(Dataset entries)
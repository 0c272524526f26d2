use serde::Serialize;

use super::CfnResource;

pub const FUNCTION_RUNTIME: &str = "cloudfront-js-1.0";
/// cloudfront functions are limited to 10KB of source.
pub const MAX_FUNCTION_CODE_BYTES: usize = 10 * 1024;
const MAX_FUNCTION_NAME_LEN: usize = 64;
const MAX_COMMENT_LEN: usize = 128;

/// a cloudfront function. Not a lambda@edge: these run in a restricted
/// javascript runtime directly on the edge locations, and can only be attached
/// to viewer request/response events.
#[derive(Debug, Clone, Serialize)]
#[serde(rename_all = "PascalCase")]
pub struct CloudFrontFunction {
    pub name: String,
    pub auto_publish: bool,
    pub function_code: String,
    pub function_config: FunctionConfig,
}

#[derive(Debug, Clone, Serialize)]
#[serde(rename_all = "PascalCase")]
pub struct FunctionConfig {
    pub comment: String,
    pub runtime: String,
}

impl CloudFrontFunction {
    /// the function that maps navigation requests onto the index document.
    pub fn viewer_request(project_name: &str) -> Self {
        Self {
            name: function_name(&format!("{project_name}-cf-fn-viewer-request")),
            auto_publish: true,
            function_code: cf_viewer_request::function_code(),
            function_config: FunctionConfig {
                comment: format!("Viewer request cloudfront function for redirections ({project_name})")
                    .chars()
                    .take(MAX_COMMENT_LEN)
                    .collect(),
                runtime: FUNCTION_RUNTIME.to_string(),
            },
        }
    }
}

/// function names can only be alphanumeric + `-` + `_` and at most 64 characters.
fn function_name(name: &str) -> String {
    let mut name: String = name
        .chars()
        .map(|c| if c.is_ascii_alphanumeric() || c == '-' || c == '_' { c } else { '-' })
        .collect();
    name.truncate(MAX_FUNCTION_NAME_LEN);
    name
}

impl CfnResource for CloudFrontFunction {
    fn type_string(&self) -> &'static str {
        "AWS::CloudFront::Function"
    }

    fn validate(&self) -> Result<(), String> {
        if self.name.is_empty() || self.name.len() > MAX_FUNCTION_NAME_LEN {
            return Err(format!("function name '{}' must be 1 to {MAX_FUNCTION_NAME_LEN} characters", self.name));
        }
        if self.function_code.len() > MAX_FUNCTION_CODE_BYTES {
            return Err(format!(
                "function code is {} bytes, cloudfront allows at most {MAX_FUNCTION_CODE_BYTES}",
                self.function_code.len()
            ));
        }
        if self.function_config.comment.len() > MAX_COMMENT_LEN {
            return Err(format!("function comment must be at most {MAX_COMMENT_LEN} characters"));
        }
        Ok(())
    }
}

#[cfg(test)]
mod tests {
    use super::*;

    #[test]
    fn viewer_request_function() {
        let f = CloudFrontFunction::viewer_request("about-myself");
        assert_eq!(f.name, "about-myself-cf-fn-viewer-request");
        assert!(f.auto_publish);
        assert_eq!(f.function_code, cf_viewer_request::function_code());
        assert!(f.validate().is_ok());
        let v = serde_json::to_value(&f).unwrap();
        assert_eq!(v["FunctionConfig"]["Runtime"], "cloudfront-js-1.0");
        assert_eq!(v["FunctionConfig"]["Comment"], "Viewer request cloudfront function for redirections (about-myself)");
        assert_eq!(v["AutoPublish"], true);
    }

    #[test]
    fn long_names_are_truncated() {
        let f = CloudFrontFunction::viewer_request(&"x".repeat(120));
        assert_eq!(f.name.len(), 64);
        assert_eq!(f.function_config.comment.len(), 128);
        assert!(f.validate().is_ok());
    }

    #[test]
    fn names_are_sanitized() {
        assert_eq!(function_name("my.site fn"), "my-site-fn");
    }
}
use serde::Serialize;
use serde_json::{json, Value};

use super::{get_att, join, CfnResource};

/// read only actions granted to each origin access identity.
pub const READ_ACTIONS: [&str; 3] = ["s3:GetObject*", "s3:GetBucket*", "s3:List*"];

/// the origin bucket. It is never public: cloudfront reads it through origin access identities.
#[derive(Debug, Clone, Serialize)]
#[serde(rename_all = "PascalCase")]
pub struct Bucket {
    pub bucket_name: String,
    #[serde(skip_serializing_if = "Option::is_none")]
    pub cors_configuration: Option<CorsConfiguration>,
}

#[derive(Debug, Clone, Serialize)]
#[serde(rename_all = "PascalCase")]
pub struct CorsConfiguration {
    pub cors_rules: Vec<CorsRule>,
}

#[derive(Debug, Clone, Serialize)]
#[serde(rename_all = "PascalCase")]
pub struct CorsRule {
    pub allowed_methods: Vec<String>,
    pub allowed_origins: Vec<String>,
    pub max_age: u32,
}

impl Bucket {
    /// a private bucket that answers cross origin GET/HEAD from anywhere.
    pub fn origin(bucket_name: &str) -> Self {
        Self {
            bucket_name: bucket_name.to_string(),
            cors_configuration: Some(CorsConfiguration {
                cors_rules: vec![CorsRule {
                    allowed_methods: vec!["GET".to_string(), "HEAD".to_string()],
                    allowed_origins: vec!["*".to_string()],
                    max_age: 3000,
                }],
            }),
        }
    }
}

impl CfnResource for Bucket {
    fn type_string(&self) -> &'static str {
        "AWS::S3::Bucket"
    }

    fn validate(&self) -> Result<(), String> {
        if self.bucket_name.is_empty() {
            return Err("Must provide a bucket name".to_string());
        }
        Ok(())
    }
}

#[derive(Debug, Clone, Serialize)]
#[serde(rename_all = "PascalCase")]
pub struct BucketPolicy {
    pub bucket: Value,
    pub policy_document: Value,
}

impl BucketPolicy {
    /// grants read on the bucket and every object in it to each of the
    /// given origin access identities (by logical id).
    pub fn grant_read(bucket_logical_id: &str, identity_logical_ids: &[String]) -> Self {
        let bucket_arn = get_att(bucket_logical_id, "Arn");
        let objects_arn = join("", vec![bucket_arn.clone(), Value::String("/*".to_string())]);
        let statements: Vec<Value> = identity_logical_ids
            .iter()
            .map(|identity| {
                json!({
                    "Effect": "Allow",
                    "Action": READ_ACTIONS,
                    "Principal": { "CanonicalUser": get_att(identity, "S3CanonicalUserId") },
                    "Resource": [bucket_arn, objects_arn],
                })
            })
            .collect();
        Self {
            bucket: super::get_ref(bucket_logical_id),
            policy_document: json!({
                "Version": "2012-10-17",
                "Statement": statements,
            }),
        }
    }
}

impl CfnResource for BucketPolicy {
    fn type_string(&self) -> &'static str {
        "AWS::S3::BucketPolicy"
    }

    fn validate(&self) -> Result<(), String> {
        match self.policy_document["Statement"].as_array() {
            Some(statements) if !statements.is_empty() => Ok(()),
            _ => Err("bucket policy must have at least one statement".to_string()),
        }
    }
}

/// the domain name cloudfront should use to reach the bucket.
pub fn bucket_regional_domain_name(bucket_logical_id: &str) -> Value {
    get_att(bucket_logical_id, "RegionalDomainName")
}

#[cfg(test)]
mod tests {
    use super::*;

    #[test]
    fn origin_bucket_cors() {
        let v = serde_json::to_value(Bucket::origin("my-bucket")).unwrap();
        assert_eq!(v["BucketName"], "my-bucket");
        assert_eq!(
            v["CorsConfiguration"]["CorsRules"][0],
            json!({"AllowedMethods": ["GET", "HEAD"], "AllowedOrigins": ["*"], "MaxAge": 3000})
        );
    }

    #[test]
    fn grant_read_has_one_statement_per_identity() {
        let ids = vec!["OaiProd".to_string(), "OaiDev".to_string()];
        let policy = BucketPolicy::grant_read("Bucket", &ids);
        assert!(policy.validate().is_ok());
        let statements = policy.policy_document["Statement"].as_array().unwrap();
        assert_eq!(statements.len(), 2);
        assert_eq!(statements[1]["Principal"]["CanonicalUser"], get_att("OaiDev", "S3CanonicalUserId"));
        assert_eq!(statements[0]["Action"], json!(["s3:GetObject*", "s3:GetBucket*", "s3:List*"]));
        assert_eq!(statements[0]["Resource"][1], json!({"Fn::Join": ["", [{"Fn::GetAtt": ["Bucket", "Arn"]}, "/*"]]}));
        assert_eq!(policy.bucket, json!({"Ref": "Bucket"}));
    }

    #[test]
    fn empty_grant_is_invalid() {
        assert!(BucketPolicy::grant_read("Bucket", &[]).validate().is_err());
    }
}
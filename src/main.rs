use std::io::Read;
use std::path::PathBuf;
use std::process::ExitCode;

use clap::{Parser, Subcommand};
use tracing::error;

use sitehost::{load_config, render_site, viewer_request, SiteError};

#[derive(Parser)]
#[command(name = "sitehost")]
#[command(about = "Static website hosting on cloudfront + S3", long_about = None)]
struct Cli {
    /// log filter, eg: `debug` or `sitehost=trace`. Defaults to RUST_LOG, then info
    #[arg(long, global = true)]
    log_level: Option<String>,

    #[command(subcommand)]
    command: Commands,
}

#[derive(Subcommand)]
enum Commands {
    /// Render the template, the edge function and deploy.sh
    Render {
        #[arg(short, long, default_value = "site.toml")]
        config: PathBuf,
        #[arg(short, long, default_value = "out")]
        out_dir: PathBuf,
    },
    /// Show how the viewer request function routes each uri
    Route {
        #[arg(required = true)]
        uris: Vec<String>,
    },
    /// Run the viewer request function on an event (json), from a file or stdin
    HandleEvent {
        #[arg(short, long)]
        file: Option<PathBuf>,
    },
    /// Print the edge function source
    FunctionCode,
}

fn main() -> ExitCode {
    let cli = Cli::parse();
    sitehost::logging::init(cli.log_level.as_deref());
    match run(cli.command) {
        Ok(()) => ExitCode::SUCCESS,
        Err(e) => {
            error!("{e}");
            ExitCode::FAILURE
        }
    }
}

fn run(command: Commands) -> Result<(), SiteError> {
    match command {
        Commands::Render { config, out_dir } => {
            let config = load_config(&config)?;
            let site = render_site(&config)?;
            for path in site.write_to(&out_dir)? {
                println!("{}", path.display());
            }
        }
        Commands::Route { uris } => {
            for uri in uris {
                println!("{}", sitehost::route_report(&uri));
            }
        }
        Commands::HandleEvent { file } => {
            let input = match file {
                Some(path) => std::fs::read_to_string(&path).map_err(|source| SiteError::Read { path, source })?,
                None => {
                    let mut buf = String::new();
                    std::io::stdin().read_to_string(&mut buf).map_err(|source| SiteError::Read {
                        path: PathBuf::from("<stdin>"),
                        source,
                    })?;
                    buf
                }
            };
            println!("{}", sitehost::handle_event_json(&input)?);
        }
        Commands::FunctionCode => {
            print!("{}", viewer_request::function_code());
        }
    }
    Ok(())
}

#[cfg(test)]
mod tests {
    use super::*;

    #[test]
    fn parses_every_subcommand() {
        let cli = Cli::try_parse_from(["sitehost", "render", "--config", "my.toml"]).unwrap();
        assert!(matches!(cli.command, Commands::Render { ref config, ref out_dir }
            if config == &PathBuf::from("my.toml") && out_dir == &PathBuf::from("out")));

        let cli = Cli::try_parse_from(["sitehost", "route", "/a", "/b.js"]).unwrap();
        assert!(matches!(cli.command, Commands::Route { ref uris } if uris == &["/a", "/b.js"]));

        let cli = Cli::try_parse_from(["sitehost", "--log-level", "debug", "handle-event", "-f", "event.json"]).unwrap();
        assert_eq!(cli.log_level.as_deref(), Some("debug"));
        assert!(matches!(cli.command, Commands::HandleEvent { file: Some(_) }));

        let cli = Cli::try_parse_from(["sitehost", "function-code"]).unwrap();
        assert!(matches!(cli.command, Commands::FunctionCode));
    }

    #[test]
    fn route_needs_a_uri() {
        assert!(Cli::try_parse_from(["sitehost", "route"]).is_err());
    }
}
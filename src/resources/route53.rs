use serde::Serialize;
use serde_json::Value;

use super::{get_att, CfnResource};

/// every cloudfront distribution lives in this hosted zone.
/// https://docs.aws.amazon.com/AWSCloudFormation/latest/UserGuide/aws-properties-route53-aliastarget.html
pub const CLOUDFRONT_HOSTED_ZONE_ID: &str = "Z2FDTNDATAQYW2";

#[derive(Debug, Clone, Copy, PartialEq, Eq, Serialize)]
pub enum RecordType {
    A,
    #[serde(rename = "AAAA")]
    Aaaa,
}

impl RecordType {
    pub fn as_str(&self) -> &'static str {
        match self {
            RecordType::A => "a",
            RecordType::Aaaa => "aaaa",
        }
    }
}

#[derive(Debug, Clone, Serialize)]
#[serde(rename_all = "PascalCase")]
pub struct RecordSet {
    pub hosted_zone_id: String,
    pub name: String,
    #[serde(rename = "Type")]
    pub record_type: RecordType,
    pub alias_target: AliasTarget,
}

#[derive(Debug, Clone, Serialize)]
pub struct AliasTarget {
    #[serde(rename = "DNSName")]
    pub dns_name: Value,
    #[serde(rename = "HostedZoneId")]
    pub hosted_zone_id: String,
}

impl RecordSet {
    /// an alias record pointing `name` at a distribution in this template.
    pub fn cloudfront_alias(hosted_zone_id: &str, name: &str, record_type: RecordType, distribution_logical_id: &str) -> Self {
        Self {
            hosted_zone_id: hosted_zone_id.to_string(),
            name: name.to_string(),
            record_type,
            alias_target: AliasTarget {
                dns_name: get_att(distribution_logical_id, "DomainName"),
                hosted_zone_id: CLOUDFRONT_HOSTED_ZONE_ID.to_string(),
            },
        }
    }
}

impl CfnResource for RecordSet {
    fn type_string(&self) -> &'static str {
        "AWS::Route53::RecordSet"
    }

    fn validate(&self) -> Result<(), String> {
        if self.name.is_empty() {
            return Err("Route53 record must have a name. Example mysubdomain.mywebsite.com".to_string());
        }
        if self.hosted_zone_id.is_empty() {
            return Err(format!("Route53 record {} is missing a hosted zone id", self.name));
        }
        Ok(())
    }
}

/// the suffix of an additional name's record id: the name with the apex domain
/// removed and dots turned into hyphens. `dev.mysite.com` -> `dev-`.
/// A wildcard label becomes `wildcard`, logical ids cant carry a `*`.
pub fn additional_record_suffix(name: &str, domain_name: &str) -> String {
    name.replace(domain_name, "").replace('*', "wildcard").replace('.', "-")
}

=== What you need to do ===
Within the records above, count the lines that include the string "this"; state the number and nothing else.

=== Task result ===
2